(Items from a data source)
use std::path::PathBuf;
use std::time::Duration;

use clap::Parser;
use unicode_width::UnicodeWidthChar;

use crate::application::FrameDelay;
use crate::config::{Config, RenderMode};
use crate::domain::initializer::Source;
use crate::domain::{Glyphs, presets};
use crate::error::{Error, Result};

pub const DEFAULT_PROBABILITY: f64 = 0.3;
pub const DEFAULT_DELAY_MS: u64 = 300;

/// Conway's Game of Life in the console.
///
/// The board is seeded at random from --rows, --columns and --probability,
/// or read from a pattern file (--file, `-` for standard input), or taken
/// from a built-in --preset. The run ends when a generation changes nothing.
#[derive(Debug, Parser)]
#[command(name = "gol", author, version, about, long_about)]
pub struct Cli {
    /// Number of rows (canvas height with --preset)
    #[arg(
        short,
        long,
        value_name = "ROWS",
        value_parser = clap::value_parser!(u32).range(1..),
        required_unless_present_any = ["file", "preset"],
        requires = "columns"
    )]
    pub rows: Option<u32>,

    /// Number of columns (canvas width with --preset)
    #[arg(
        short,
        long,
        value_name = "COLUMNS",
        value_parser = clap::value_parser!(u32).range(1..),
        required_unless_present_any = ["file", "preset"],
        requires = "rows"
    )]
    pub columns: Option<u32>,

    /// Chance of each cell starting alive, strictly between 0 and 1
    #[arg(short, long, value_name = "P", default_value_t = DEFAULT_PROBABILITY, conflicts_with_all = ["file", "preset"])]
    pub probability: f64,

    /// Character drawn for a live cell
    #[arg(short, long = "alive-character", value_name = "CHAR", default_value_t = 'o')]
    pub alive: char,

    /// Character drawn for a dead cell
    #[arg(short, long = "dead-character", value_name = "CHAR", default_value_t = ' ')]
    pub dead: char,

    /// Pattern file of equal-length rows of the alive and dead characters, `-` for stdin
    #[arg(short, long, value_name = "PATH", conflicts_with_all = ["rows", "columns", "preset"])]
    pub file: Option<PathBuf>,

    /// Start from a built-in pattern (block, blinker, toad, beacon, pulsar, glider, lwss, r-pentomino, acorn)
    #[arg(long, value_name = "NAME")]
    pub preset: Option<String>,

    /// Repaint in place and accept keys: q quit, s stop/resume, + faster, - slower
    #[arg(short, long)]
    pub interactive: bool,

    /// Seed for the random board, for repeatable runs
    #[arg(long, value_name = "N", conflicts_with_all = ["file", "preset"])]
    pub seed: Option<u64>,

    /// Pause between generations
    #[arg(
        long = "delay-ms",
        value_name = "MILLISECONDS",
        default_value_t = DEFAULT_DELAY_MS,
        value_parser = clap::value_parser!(u64).range(0..=999)
    )]
    pub delay_ms: u64,
}

impl Cli {
    /// Validate the parsed arguments and turn them into a run configuration
    pub fn into_config(self) -> Result<Config> {
        let glyphs = Glyphs::new(
            single_column("alive-character", self.alive)?,
            single_column("dead-character", self.dead)?,
        );
        if glyphs.alive == glyphs.dead {
            return Err(Error::InvalidParameter(format!(
                "alive and dead characters must differ, both are {:?}",
                glyphs.alive
            )));
        }

        let canvas = self
            .rows
            .zip(self.columns)
            .map(|(rows, columns)| (rows as usize, columns as usize));
        let source = match (self.file, self.preset) {
            (Some(path), _) => Source::Pattern { path },
            (None, Some(name)) => {
                let preset = presets::find(&name).ok_or_else(|| {
                    Error::InvalidParameter(format!(
                        "unknown preset {name:?}, expected one of:\n{}",
                        presets::catalog()
                    ))
                })?;
                Source::Preset { preset, canvas }
            }
            (None, None) => {
                let (rows, columns) = canvas.ok_or_else(|| {
                    Error::InvalidParameter("rows and columns are required".to_string())
                })?;
                if !(self.probability > 0.0 && self.probability < 1.0) {
                    return Err(Error::InvalidParameter(format!(
                        "probability must be between 0 and 1 exclusive, got {}",
                        self.probability
                    )));
                }
                Source::Random {
                    rows,
                    columns,
                    probability: self.probability,
                }
            }
        };

        Ok(Config {
            source,
            glyphs,
            mode: if self.interactive {
                RenderMode::Interactive
            } else {
                RenderMode::Plain
            },
            seed: self.seed,
            delay: FrameDelay::new(Duration::from_millis(self.delay_ms)),
        })
    }
}

/// Glyphs must take exactly one display column
fn single_column(option: &str, c: char) -> Result<char> {
    match c.width() {
        Some(1) => Ok(c),
        _ => Err(Error::InvalidParameter(format!(
            "{option} {c:?} must be a single-column character"
        ))),
    }
}

#[cfg(test)]
mod tests {
    use super::*;

    fn parse(args: &[&str]) -> std::result::Result<Cli, clap::Error> {
        Cli::try_parse_from(std::iter::once("gol").chain(args.iter().copied()))
    }

    fn config(args: &[&str]) -> Result<Config> {
        parse(args).expect("arguments parse").into_config()
    }

    #[test]
    fn test_random_defaults() {
        let config = config(&["-r", "20", "-c", "40"]).unwrap();
        assert_eq!(
            config.source,
            Source::Random {
                rows: 20,
                columns: 40,
                probability: DEFAULT_PROBABILITY
            }
        );
        assert_eq!(config.glyphs, Glyphs::new('o', ' '));
        assert_eq!(config.mode, RenderMode::Plain);
        assert_eq!(config.delay, FrameDelay::default());
        assert_eq!(config.seed, None);
    }

    #[test]
    fn test_rows_and_columns_required_without_pattern() {
        assert!(parse(&[]).is_err());
        assert!(parse(&["--rows", "5"]).is_err());
        assert!(parse(&["--columns", "5"]).is_err());
    }

    #[test]
    fn test_non_positive_dimensions_rejected() {
        assert!(parse(&["-r", "0", "-c", "5"]).is_err());
        assert!(parse(&["-r", "-3", "-c", "5"]).is_err());
    }

    #[test]
    fn test_probability_must_be_open_interval() {
        for p in ["0", "1", "1.5", "-0.1"] {
            let arg = format!("--probability={p}");
            assert!(
                matches!(
                    config(&["-r", "5", "-c", "5", &arg]),
                    Err(Error::InvalidParameter(_))
                ),
                "{p}"
            );
        }
        assert!(config(&["-r", "5", "-c", "5", "-p", "0.999"]).is_ok());
    }

    #[test]
    fn test_file_excludes_random_parameters() {
        assert!(parse(&["-f", "glider.txt", "-r", "5"]).is_err());
        assert!(parse(&["-f", "glider.txt", "-p", "0.5"]).is_err());
        let config = config(&["-f", "-"]).unwrap();
        assert_eq!(config.source, Source::Pattern { path: PathBuf::from("-") });
    }

    #[test]
    fn test_glyph_options() {
        let config = config(&["-r", "5", "-c", "5", "-a", "#", "-d", "."]).unwrap();
        assert_eq!(config.glyphs, Glyphs::new('#', '.'));
    }

    #[test]
    fn test_same_glyph_twice_rejected() {
        assert!(matches!(
            config(&["-r", "5", "-c", "5", "-a", "x", "-d", "x"]),
            Err(Error::InvalidParameter(_))
        ));
    }

    #[test]
    fn test_wide_glyph_rejected() {
        assert!(matches!(
            config(&["-r", "5", "-c", "5", "-a", "世"]),
            Err(Error::InvalidParameter(_))
        ));
    }

    #[test]
    fn test_preset_with_and_without_canvas() {
        let config = config(&["--preset", "Glider"]).unwrap();
        assert_eq!(
            config.source,
            Source::Preset {
                preset: presets::GLIDER,
                canvas: None
            }
        );

        let config = self::config(&["--preset", "glider", "-r", "30", "-c", "60"]).unwrap();
        assert_eq!(
            config.source,
            Source::Preset {
                preset: presets::GLIDER,
                canvas: Some((30, 60))
            }
        );
    }

    #[test]
    fn test_unknown_preset_lists_catalog() {
        let err = config(&["--preset", "spaceship"]).unwrap_err().to_string();
        assert!(err.contains("r-pentomino"));
        assert!(err.contains("Lightweight spaceship (period 4)"));
    }

    #[test]
    fn test_interactive_and_pacing_options() {
        let config = config(&["-r", "5", "-c", "5", "-i", "--delay-ms", "100", "--seed", "9"]).unwrap();
        assert_eq!(config.mode, RenderMode::Interactive);
        assert_eq!(config.delay.duration(), Duration::from_millis(100));
        assert_eq!(config.seed, Some(9));
        assert!(parse(&["-r", "5", "-c", "5", "--delay-ms", "1000"]).is_err());
    }
}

§ Your task: Exactly the lines above from the one with "fn config(args: &[&str])" to the one with "probability: DEFAULT_PROBABILITY", both included, are to be quoted; leave the rest out.

§ Response to the task:
    fn config(args: &[&str]) -> Result<Config> {
        parse(args).expect("arguments parse").into_config()
    }

    #[test]
    fn test_random_defaults() {
        let config = config(&["-r", "20", "-c", "40"]).unwrap();
        assert_eq!(
            config.source,
            Source::Random {
                rows: 20,
                columns: 40,
                probability: DEFAULT_PROBABILITY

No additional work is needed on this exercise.